* **Exercise**
The data below must be returned in full and exactly.

Dataset entries:
━━━━━━━━━━
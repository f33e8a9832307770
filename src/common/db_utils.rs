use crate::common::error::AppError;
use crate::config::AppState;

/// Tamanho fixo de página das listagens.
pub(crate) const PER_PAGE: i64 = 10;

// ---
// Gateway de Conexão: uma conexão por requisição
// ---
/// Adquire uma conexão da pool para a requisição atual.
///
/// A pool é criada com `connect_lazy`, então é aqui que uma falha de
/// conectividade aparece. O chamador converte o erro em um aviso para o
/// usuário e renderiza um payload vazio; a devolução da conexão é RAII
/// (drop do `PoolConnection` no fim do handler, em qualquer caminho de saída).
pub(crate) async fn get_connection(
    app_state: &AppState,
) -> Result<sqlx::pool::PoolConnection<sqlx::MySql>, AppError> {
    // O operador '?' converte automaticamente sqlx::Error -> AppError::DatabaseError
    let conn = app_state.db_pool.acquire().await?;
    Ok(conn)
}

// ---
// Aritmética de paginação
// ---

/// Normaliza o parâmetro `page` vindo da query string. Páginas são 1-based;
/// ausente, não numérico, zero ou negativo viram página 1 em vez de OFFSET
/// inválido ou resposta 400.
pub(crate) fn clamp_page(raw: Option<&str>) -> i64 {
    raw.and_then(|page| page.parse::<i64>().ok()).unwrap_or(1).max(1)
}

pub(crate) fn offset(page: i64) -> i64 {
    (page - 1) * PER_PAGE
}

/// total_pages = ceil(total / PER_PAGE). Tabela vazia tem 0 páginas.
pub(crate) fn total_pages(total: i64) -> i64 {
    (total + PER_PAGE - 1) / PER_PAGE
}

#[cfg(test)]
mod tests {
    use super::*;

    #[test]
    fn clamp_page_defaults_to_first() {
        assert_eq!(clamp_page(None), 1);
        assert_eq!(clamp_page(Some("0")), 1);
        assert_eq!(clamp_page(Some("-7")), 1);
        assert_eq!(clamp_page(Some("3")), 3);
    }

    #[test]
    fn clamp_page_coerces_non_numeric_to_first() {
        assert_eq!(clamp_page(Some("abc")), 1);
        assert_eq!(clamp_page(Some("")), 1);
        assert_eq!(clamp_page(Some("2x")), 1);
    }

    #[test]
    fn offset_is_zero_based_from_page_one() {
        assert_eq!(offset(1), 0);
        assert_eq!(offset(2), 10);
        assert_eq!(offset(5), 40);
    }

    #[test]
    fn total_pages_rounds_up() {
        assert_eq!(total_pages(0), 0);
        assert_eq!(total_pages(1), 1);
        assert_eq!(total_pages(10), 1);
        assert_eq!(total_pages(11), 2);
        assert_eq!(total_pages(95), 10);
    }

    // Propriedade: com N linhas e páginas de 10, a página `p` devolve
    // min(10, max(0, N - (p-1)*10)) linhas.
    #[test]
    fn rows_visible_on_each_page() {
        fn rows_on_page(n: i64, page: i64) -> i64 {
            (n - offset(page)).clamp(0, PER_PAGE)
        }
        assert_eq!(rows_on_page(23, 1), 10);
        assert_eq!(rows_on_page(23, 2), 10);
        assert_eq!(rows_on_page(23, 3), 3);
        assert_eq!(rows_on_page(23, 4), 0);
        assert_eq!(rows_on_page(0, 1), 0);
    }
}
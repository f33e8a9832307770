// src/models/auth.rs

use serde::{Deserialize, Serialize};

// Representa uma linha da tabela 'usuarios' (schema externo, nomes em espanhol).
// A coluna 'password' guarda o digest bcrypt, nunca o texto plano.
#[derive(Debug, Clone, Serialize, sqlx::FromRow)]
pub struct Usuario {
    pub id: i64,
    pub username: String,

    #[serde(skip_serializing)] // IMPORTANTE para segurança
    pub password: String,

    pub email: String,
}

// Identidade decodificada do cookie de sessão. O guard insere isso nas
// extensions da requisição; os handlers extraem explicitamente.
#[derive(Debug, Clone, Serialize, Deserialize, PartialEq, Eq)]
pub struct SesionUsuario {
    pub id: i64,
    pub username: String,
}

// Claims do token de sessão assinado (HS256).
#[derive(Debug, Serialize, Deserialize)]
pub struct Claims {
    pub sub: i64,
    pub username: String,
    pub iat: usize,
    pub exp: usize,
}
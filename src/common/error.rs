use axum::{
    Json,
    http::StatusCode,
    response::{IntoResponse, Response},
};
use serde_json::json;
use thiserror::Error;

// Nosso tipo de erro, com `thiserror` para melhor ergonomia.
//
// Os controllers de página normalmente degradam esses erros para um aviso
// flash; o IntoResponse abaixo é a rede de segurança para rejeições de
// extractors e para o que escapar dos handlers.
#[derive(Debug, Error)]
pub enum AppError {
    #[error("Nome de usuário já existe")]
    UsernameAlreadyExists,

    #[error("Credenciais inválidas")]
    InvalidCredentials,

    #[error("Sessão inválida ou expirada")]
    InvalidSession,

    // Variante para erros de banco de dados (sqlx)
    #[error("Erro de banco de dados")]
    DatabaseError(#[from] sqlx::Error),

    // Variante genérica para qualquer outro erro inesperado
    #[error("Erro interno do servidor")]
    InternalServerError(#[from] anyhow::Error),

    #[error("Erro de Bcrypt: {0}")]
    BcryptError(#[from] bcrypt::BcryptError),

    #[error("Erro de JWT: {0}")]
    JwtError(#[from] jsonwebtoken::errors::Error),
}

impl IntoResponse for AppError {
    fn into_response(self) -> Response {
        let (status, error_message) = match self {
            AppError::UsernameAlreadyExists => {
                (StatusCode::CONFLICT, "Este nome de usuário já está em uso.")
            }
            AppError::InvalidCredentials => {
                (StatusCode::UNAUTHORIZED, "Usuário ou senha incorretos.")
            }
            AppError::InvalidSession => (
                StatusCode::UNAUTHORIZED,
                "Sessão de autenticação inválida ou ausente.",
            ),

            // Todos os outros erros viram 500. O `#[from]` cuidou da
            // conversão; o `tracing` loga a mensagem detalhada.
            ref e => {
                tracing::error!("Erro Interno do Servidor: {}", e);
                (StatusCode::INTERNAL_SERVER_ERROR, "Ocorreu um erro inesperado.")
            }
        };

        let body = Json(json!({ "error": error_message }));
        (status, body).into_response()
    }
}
━━━━━━━━━━
* **Result of this exercise**
repository f33e8a9832307770
filename src/common/db_utils.rs
use crate::common::error::AppError;
use crate::config::AppState;

/// Tamanho fixo de página das listagens.
pub(crate) const PER_PAGE: i64 = 10;

// ---
// Gateway de Conexão: uma conexão por requisição
// ---
/// Adquire uma conexão da pool para a requisição atual.
///
/// A pool é criada com `connect_lazy`, então é aqui que uma falha de
/// conectividade aparece. O chamador converte o erro em um aviso para o
/// usuário e renderiza um payload vazio; a devolução da conexão é RAII
/// (drop do `PoolConnection` no fim do handler, em qualquer caminho de saída).
pub(crate) async fn get_connection(
    app_state: &AppState,
) -> Result<sqlx::pool::PoolConnection<sqlx::MySql>, AppError> {
    // O operador '?' converte automaticamente sqlx::Error -> AppError::DatabaseError
    let conn = app_state.db_pool.acquire().await?;
    Ok(conn)
}

// ---
// Aritmética de paginação
// ---

/// Normaliza o parâmetro `page` vindo da query string. Páginas são 1-based;
/// ausente, não numérico, zero ou negativo viram página 1 em vez de OFFSET
/// inválido ou resposta 400.
pub(crate) fn clamp_page(raw: Option<&str>) -> i64 {
    raw.and_then(|page| page.parse::<i64>().ok()).unwrap_or(1).max(1)
}

pub(crate) fn offset(page: i64) -> i64 {
    (page - 1) * PER_PAGE
}

/// total_pages = ceil(total / PER_PAGE). Tabela vazia tem 0 páginas.
pub(crate) fn total_pages(total: i64) -> i64 {
    (total + PER_PAGE - 1) / PER_PAGE
}

#[cfg(test)]
mod tests {
    use super::*;

    #[test]
    fn clamp_page_defaults_to_first() {
        assert_eq!(clamp_page(None), 1);
        assert_eq!(clamp_page(Some("0")), 1);
        assert_eq!(clamp_page(Some("-7")), 1);
        assert_eq!(clamp_page(Some("3")), 3);
    }

    #[test]
    fn clamp_page_coerces_non_numeric_to_first() {
        assert_eq!(clamp_page(Some("abc")), 1);
        assert_eq!(clamp_page(Some("")), 1);
        assert_eq!(clamp_page(Some("2x")), 1);
    }

    #[test]
    fn offset_is_zero_based_from_page_one() {
        assert_eq!(offset(1), 0);
        assert_eq!(offset(2), 10);
        assert_eq!(offset(5), 40);
    }

    #[test]
    fn total_pages_rounds_up() {
        assert_eq!(total_pages(0), 0);
        assert_eq!(total_pages(1), 1);
        assert_eq!(total_pages(10), 1);
        assert_eq!(total_pages(11), 2);
        assert_eq!(total_pages(95), 10);
    }

    // Propriedade: com N linhas e páginas de 10, a página `p` devolve
    // min(10, max(0, N - (p-1)*10)) linhas.
    #[test]
    fn rows_visible_on_each_page() {
        fn rows_on_page(n: i64, page: i64) -> i64 {
            (n - offset(page)).clamp(0, PER_PAGE)
        }
        assert_eq!(rows_on_page(23, 1), 10);
        assert_eq!(rows_on_page(23, 2), 10);
        assert_eq!(rows_on_page(23, 3), 3);
        assert_eq!(rows_on_page(23, 4), 0);
        assert_eq!(rows_on_page(0, 1), 0);
    }
}
repository f33e8a9832307770
// src/models/auth.rs

use serde::{Deserialize, Serialize};

// Representa uma linha da tabela 'usuarios' (schema externo, nomes em espanhol).
// A coluna 'password' guarda o digest bcrypt, nunca o texto plano.
#[derive(Debug, Clone, Serialize, sqlx::FromRow)]
pub struct Usuario {
    pub id: i64,
    pub username: String,

    #[serde(skip_serializing)] // IMPORTANTE para segurança
    pub password: String,

    pub email: String,
}

// Identidade decodificada do cookie de sessão. O guard insere isso nas
// extensions da requisição; os handlers extraem explicitamente.
#[derive(Debug, Clone, Serialize, Deserialize, PartialEq, Eq)]
pub struct SesionUsuario {
    pub id: i64,
    pub username: String,
}

// Claims do token de sessão assinado (HS256).
#[derive(Debug, Serialize, Deserialize)]
pub struct Claims {
    pub sub: i64,
    pub username: String,
    pub iat: usize,
    pub exp: usize,
}
filename src/common/error.rs
use axum::{
    Json,
    http::StatusCode,
    response::{IntoResponse, Response},
};
use serde_json::json;
use thiserror::Error;

// Nosso tipo de erro, com `thiserror` para melhor ergonomia.
//
// Os controllers de página normalmente degradam esses erros para um aviso
// flash; o IntoResponse abaixo é a rede de segurança para rejeições de
// extractors e para o que escapar dos handlers.
#[derive(Debug, Error)]
pub enum AppError {
    #[error("Nome de usuário já existe")]
    UsernameAlreadyExists,

    #[error("Credenciais inválidas")]
    InvalidCredentials,

    #[error("Sessão inválida ou expirada")]
    InvalidSession,

    // Variante para erros de banco de dados (sqlx)
    #[error("Erro de banco de dados")]
    DatabaseError(#[from] sqlx::Error),

    // Variante genérica para qualquer outro erro inesperado
    #[error("Erro interno do servidor")]
    InternalServerError(#[from] anyhow::Error),

    #[error("Erro de Bcrypt: {0}")]
    BcryptError(#[from] bcrypt::BcryptError),

    #[error("Erro de JWT: {0}")]
    JwtError(#[from] jsonwebtoken::errors::Error),
}

impl IntoResponse for AppError {
    fn into_response(self) -> Response {
        let (status, error_message) = match self {
            AppError::UsernameAlreadyExists => {
                (StatusCode::CONFLICT, "Este nome de usuário já está em uso.")
            }
            AppError::InvalidCredentials => {
                (StatusCode::UNAUTHORIZED, "Usuário ou senha incorretos.")
            }
            AppError::InvalidSession => (
                StatusCode::UNAUTHORIZED,
                "Sessão de autenticação inválida ou ausente.",
            ),

            // Todos os outros erros viram 500. O `#[from]` cuidou da
            // conversão; o `tracing` loga a mensagem detalhada.
            ref e => {
                tracing::error!("Erro Interno do Servidor: {}", e);
                (StatusCode::INTERNAL_SERVER_ERROR, "Ocorreu um erro inesperado.")
            }
        };

        let body = Json(json!({ "error": error_message }));
        (status, body).into_response()
    }
}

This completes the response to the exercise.